Pixel-level Certified Explanations via Randomized Smoothing
This addresses the vulnerability of attribution methods to adversarial perturbations, which undermines trust in AI explanations, though it is incremental as it builds on existing randomized smoothing techniques.
The paper tackles the problem of non-robust pixel-level explanations in deep learning by introducing a certification framework that guarantees robustness for any black-box attribution method using randomized smoothing, achieving robust, interpretable, and faithful attributions across 12 methods and 5 ImageNet models.
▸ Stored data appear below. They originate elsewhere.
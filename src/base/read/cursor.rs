// Copyright (c) 2024 Harry [Majored] [hello@majored.pw]
// MIT License (https://github.com/Majored/rs-async-zip/blob/main/LICENSE)

//! A forward-only cursor over the entries of an archive.
//!
//! The cursor holds only the end of central directory record and the offset of the next central directory record;
//! each [`ScanCursor::advance()`] decodes one record and the local file header it points at. Column values are
//! computed on request, so entry data is only read when the `rawdata` or `data` columns are asked for.

use crate::base::read::column::{Column, ColumnValue};
use crate::base::read::io::compressed::decompress;
use crate::base::read::io::locator;
use crate::base::read::{read_central_record, read_stored_data, resolve_entry};
use crate::core::cdr;
use crate::core::eocdr::RawEndOfCentralDirectoryRecord;
use crate::entry::StoredEntry;
use crate::error::Result;
use crate::spec::Compression;
use crate::utils::ByteReader;

use std::fs::File;
use std::io::{Cursor, Read, Seek};
use std::path::Path;

#[derive(Debug)]
enum Source {
    /// The underlying data was empty.
    Empty,
    /// Walking the central directory on disk.
    Directory { start: u64, end: u64, next_offset: u64 },
    /// Walking serialised central directory records held in memory, such as those of an open write transaction.
    Snapshot { records: Vec<Vec<u8>>, next_index: usize },
}

/// A forward-only scanning cursor over an archive held by any [`Read`] + [`Seek`] implementer.
#[derive(Debug)]
pub struct ScanCursor<R> {
    reader: R,
    eocdr: Option<RawEndOfCentralDirectoryRecord>,
    source: Source,
    current: Option<StoredEntry>,
    row_id: i64,
    eof: bool,
}

impl ScanCursor<File> {
    /// Opens the archive at the given path for scanning.
    #[tracing::instrument(level = "debug", skip(path), fields(path = %path.as_ref().display()))]
    pub fn open(path: impl AsRef<Path>) -> Result<Self> {
        Self::new(File::open(path)?)
    }
}

impl ScanCursor<Cursor<Vec<u8>>> {
    /// Constructs a cursor over an archive held entirely in memory.
    pub fn from_bytes(bytes: impl Into<Vec<u8>>) -> Result<Self> {
        Self::new(Cursor::new(bytes.into()))
    }
}

impl<R> ScanCursor<R>
where
    R: Read + Seek,
{
    /// Constructs a cursor by locating the archive's end of central directory record.
    ///
    /// Empty data yields a cursor with no rows for which [`ScanCursor::is_empty_archive()`] is true.
    pub fn new(mut reader: R) -> Result<Self> {
        let (eocdr, source) = match locator::eocdr(&mut reader)? {
            Some(located) => {
                let start = u64::from(located.record.offset_of_start_of_central_directory);
                let end = located.record.directory_end();
                (Some(located.record), Source::Directory { start, end, next_offset: start })
            }
            None => {
                tracing::debug!("archive is empty");
                (None, Source::Empty)
            }
        };

        Ok(Self { reader, eocdr, source, current: None, row_id: 0, eof: false })
    }

    /// Constructs a cursor over serialised central directory records rather than the reader's own directory.
    ///
    /// The records' local header offsets must be valid within the reader.
    pub(crate) fn from_snapshot(reader: R, records: Vec<Vec<u8>>) -> Self {
        let source = Source::Snapshot { records, next_index: 0 };
        Self { reader, eocdr: None, source, current: None, row_id: 0, eof: false }
    }

    /// Returns whether the underlying data was empty.
    pub fn is_empty_archive(&self) -> bool {
        matches!(self.source, Source::Empty)
    }

    /// Returns the end of central directory record the scan is anchored to, if any.
    pub fn end_of_central_directory(&self) -> Option<&RawEndOfCentralDirectoryRecord> {
        self.eocdr.as_ref()
    }

    /// Rewinds the cursor to before the first row.
    pub fn reset(&mut self) {
        match &mut self.source {
            Source::Empty => {}
            Source::Directory { start, next_offset, .. } => *next_offset = *start,
            Source::Snapshot { next_index, .. } => *next_index = 0,
        }

        self.current = None;
        self.row_id = 0;
        self.eof = false;
    }

    /// Moves to the next row, returning `false` once the rows are exhausted.
    pub fn advance(&mut self) -> Result<bool> {
        self.current = None;
        if self.eof {
            return Ok(false);
        }

        let record = match &mut self.source {
            Source::Empty => None,
            Source::Directory { end, next_offset, .. } if *next_offset < *end => {
                let record = read_central_record(&mut self.reader, *next_offset)?;
                *next_offset += record.record_length() as u64;
                Some(record)
            }
            Source::Directory { .. } => None,
            Source::Snapshot { records, next_index } => match records.get(*next_index) {
                Some(bytes) => {
                    let record = cdr::read(&mut ByteReader::new(bytes))?;
                    *next_index += 1;
                    Some(record)
                }
                None => None,
            },
        };

        match record {
            Some(record) => {
                self.current = Some(resolve_entry(&mut self.reader, record)?);
                self.row_id += 1;
                Ok(true)
            }
            None => {
                self.eof = true;
                Ok(false)
            }
        }
    }

    /// Returns whether the rows have been exhausted.
    pub fn at_end(&self) -> bool {
        self.eof
    }

    /// Returns the current row's id, counting from 1 in scan order.
    pub fn row_id(&self) -> i64 {
        self.row_id
    }

    /// Returns the entry at the current row.
    pub fn current(&self) -> Option<&StoredEntry> {
        self.current.as_ref()
    }

    /// Reads the current entry's data exactly as stored.
    ///
    /// Returns `None` when there is no current row, or for an empty directory entry.
    pub fn raw_data(&mut self) -> Result<Option<Vec<u8>>> {
        let Some(entry) = self.current.as_ref() else {
            return Ok(None);
        };
        if entry.uncompressed_size() == 0 {
            return Ok(empty_entry_data(entry));
        }

        read_stored_data(&mut self.reader, entry).map(Some)
    }

    /// Reads and decompresses the current entry's data.
    ///
    /// Returns `None` when there is no current row, for an empty directory entry, or when the entry uses a method
    /// this crate cannot decompress.
    pub fn data(&mut self) -> Result<Option<Vec<u8>>> {
        let Some(entry) = self.current.as_ref() else {
            return Ok(None);
        };
        if entry.uncompressed_size() == 0 {
            return Ok(empty_entry_data(entry));
        }
        if Compression::try_from(entry.method()).is_err() {
            return Ok(None);
        }

        let stored = read_stored_data(&mut self.reader, entry)?;
        decompress(&stored, entry.uncompressed_size(), entry.method()).map(Some)
    }

    /// Computes the value of a column at the current row.
    ///
    /// Every column is NULL when there is no current row.
    pub fn column(&mut self, column: Column) -> Result<ColumnValue> {
        match column {
            Column::RawData => return Ok(self.raw_data()?.map_or(ColumnValue::Null, ColumnValue::Blob)),
            Column::Data => return Ok(self.data()?.map_or(ColumnValue::Null, ColumnValue::Blob)),
            _ => {}
        }

        let Some(entry) = self.current.as_ref() else {
            return Ok(ColumnValue::Null);
        };

        let value = match column {
            Column::Name => ColumnValue::Text(entry.name()),
            Column::Mode => ColumnValue::Integer(entry.mode().0.into()),
            Column::Mtime => ColumnValue::Integer(entry.mtime().into()),
            Column::Size => ColumnValue::Integer(entry.central_directory_record().uncompressed_size.into()),
            Column::Method => ColumnValue::Integer(entry.method().into()),
            Column::RawData | Column::Data => ColumnValue::Null,
        };

        Ok(value)
    }

    /// Consumes this cursor and returns the inner reader.
    pub fn into_inner(self) -> R {
        self.reader
    }
}

/// Zero-length files read as an empty blob, while directories have no data at all.
fn empty_entry_data(entry: &StoredEntry) -> Option<Vec<u8>> {
    match entry.is_dir() {
        true => None,
        false => Some(Vec::new()),
    }
}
Post-hoc attribution methods aim to explain deep learning predictions by highlighting influential input pixels. However, these explanations are highly non-robust: small, imperceptible input perturbations can drastically alter the attribution map while maintaining the same prediction. This vulnerability undermines their trustworthiness and calls for rigorous robustness guarantees of pixel-level attribution scores. We introduce the first certification framework that guarantees pixel-level robustness for any black-box attribution method using randomized smoothing. By sparsifying and smoothing attribution maps, we reformulate the task as a segmentation problem and certify each pixel's importance against $\ell_2$-bounded perturbations. We further propose three evaluation metrics to assess certified robustness, localization, and faithfulness. An extensive evaluation of 12 attribution methods across 5 ImageNet models shows that our certified attributions are robust, interpretable, and faithful, enabling reliable use in downstream tasks. Our code is at https://github.com/AlaaAnani/certified-attributions.